When you see a word in English or in Gaeilge that you've never seen before, you don't know how to pronounce it.

Gaeilge ofcourse is a lot better, ie. fadas, much less irregular spellings (plumber), but still there's ambiguity when it comes to stress and diphthongs.


Another thing: Both English and Gaeilge have aids embedded in them for people just learning the language. The other day I was watching TG4; there was a game show on, and I heard the presenter say "planéd na núiseanna". I didn't have a little leprechaun on my shoulder that said, "Hey, he's saying, Pláinéad na nDuiseanna". I, as a proficient know-er of the language, had to interpret it myself. You don't have the following in the written languge:

plainéad na núiseanna
Fioc mise an adhb

You have:

plainéad na ndúiseanna
Phioc mise an fhadhb

This is absolutley unneccessary... but just think of the havoc it would cause for learners of the language!

Even in English:

their there they're
sole soul
your you're

There's no need for them!
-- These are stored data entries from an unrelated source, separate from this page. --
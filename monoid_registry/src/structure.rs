/*
 * Copyright (c) Meta Platforms, Inc. and affiliates.
 * All rights reserved.
 *
 * This source code is licensed under the BSD-style license found in the
 * LICENSE file in the root directory of this source tree.
 */

//! Monoid structure: an identity element plus an associative combine,
//! dispatched at runtime.

use crate::error::CombineError;
use crate::registry::Registry;
use crate::value::Value;

/// The monoid capability for one shape of [`Value`].
///
/// Laws (not enforced by type system):
/// - Identity: `combine(zero(), a) == a` and `combine(a, zero()) == a`
/// - Associativity: `combine(combine(a, b), c) == combine(a, combine(b, c))`
///
/// Implementations are stateless and shared across threads. `combine`
/// receives the caller's registry so that structures which recurse into
/// nested values resolve them under the same registry (and so under the
/// same overrides) as the outer call.
///
/// # Example
///
/// ```
/// use monoid_registry::CombineError;
/// use monoid_registry::MonoidStructure;
/// use monoid_registry::Registry;
/// use monoid_registry::Value;
///
/// // Concatenate strings.
/// struct Concat;
///
/// impl MonoidStructure for Concat {
///     fn name(&self) -> &'static str {
///         "concat"
///     }
///
///     fn zero(&self) -> Value {
///         Value::from("")
///     }
///
///     fn combine(&self, x: Value, y: Value, r: &Registry) -> Result<Value, CombineError> {
///         match (x, y) {
///             (Value::Str(x), Value::Str(y)) => Ok(Value::Str(x + &y)),
///             (x, y) => Err(r.mismatch(&x, &y)),
///         }
///     }
/// }
///
/// let registry = Registry::builtin().register("str", Concat);
/// let joined = registry.combine("ab".into(), "cd".into()).unwrap();
/// assert_eq!(joined, Value::from("abcd"));
/// ```
pub trait MonoidStructure: Send + Sync + 'static {
    /// A short name used in diagnostics.
    fn name(&self) -> &'static str;

    /// The identity element.
    fn zero(&self) -> Value;

    /// Combine two values associatively, `x` first.
    ///
    /// Both operands are consumed; an implementation may reuse either
    /// one's storage for the result.
    fn combine(&self, x: Value, y: Value, registry: &Registry) -> Result<Value, CombineError>;

    /// Does `value` differ from the identity element?
    fn is_non_zero(&self, value: &Value) -> bool {
        *value != self.zero()
    }
}
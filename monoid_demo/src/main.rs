/*
 * Copyright (c) Meta Platforms, Inc. and affiliates.
 * All rights reserved.
 *
 * This source code is licensed under the BSD-style license found in the
 * LICENSE file in the root directory of this source tree.
 */

mod commands;

use std::path::Path;
use std::path::PathBuf;

use anyhow::Context;
use clap::Parser;
use clap::Subcommand;
use monoid_registry::Registry;
use monoid_registry::config::Config;
use tracing_subscriber::EnvFilter;

use crate::commands::combine::CombineCommand;
use crate::commands::selftest::SelftestCommand;
use crate::commands::total::TotalCommand;

#[derive(Parser)]
#[command(about = "Combine values through a registry of monoid structures")]
struct Cli {
    /// YAML configuration file. Environment variables take precedence
    /// over values from the file.
    #[arg(long, global = true)]
    config: Option<PathBuf>,

    #[command(subcommand)]
    command: Command,
}

#[derive(Subcommand)]
enum Command {
    #[clap(about = r#"Run the built-in scenario suite"#)]
    Selftest(SelftestCommand),

    #[clap(about = r#"Combine two JSON values"#)]
    Combine(CombineCommand),

    #[clap(about = r#"Fold any number of JSON values"#)]
    Total(TotalCommand),
}

fn main() -> Result<(), anyhow::Error> {
    tracing_subscriber::fmt()
        .with_env_filter(EnvFilter::from_default_env())
        .with_writer(std::io::stderr)
        .init();

    let args = Cli::parse();
    let registry = registry(args.config.as_deref())?;

    match args.command {
        Command::Selftest(command) => command.run(&registry),
        Command::Combine(command) => command.run(&registry),
        Command::Total(command) => command.run(&registry),
    }
}

fn registry(config: Option<&Path>) -> Result<Registry, anyhow::Error> {
    let Some(path) = config else {
        return Ok(Registry::builtin());
    };
    let config = Config::from_yaml(path)
        .with_context(|| format!("failed to load configuration from {}", path.display()))?
        .with_env();
    tracing::info!(?config, "loaded configuration from {}", path.display());
    Ok(Registry::builtin().with_config(config))
}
In text messages, Gaeilge or English, you'd see:

R u der yet?is der friend gona be der?

And similarly in Gaeilge.


But... then there's stress. A spelling difference is necessary with:

to too two
for four

Without distiguished spellings, we wouldn't have a clue about the stress, and thus ambiguity would insue!


Here's my opinion:

The written language of English and Gaeilge are both crap, but they are adequate.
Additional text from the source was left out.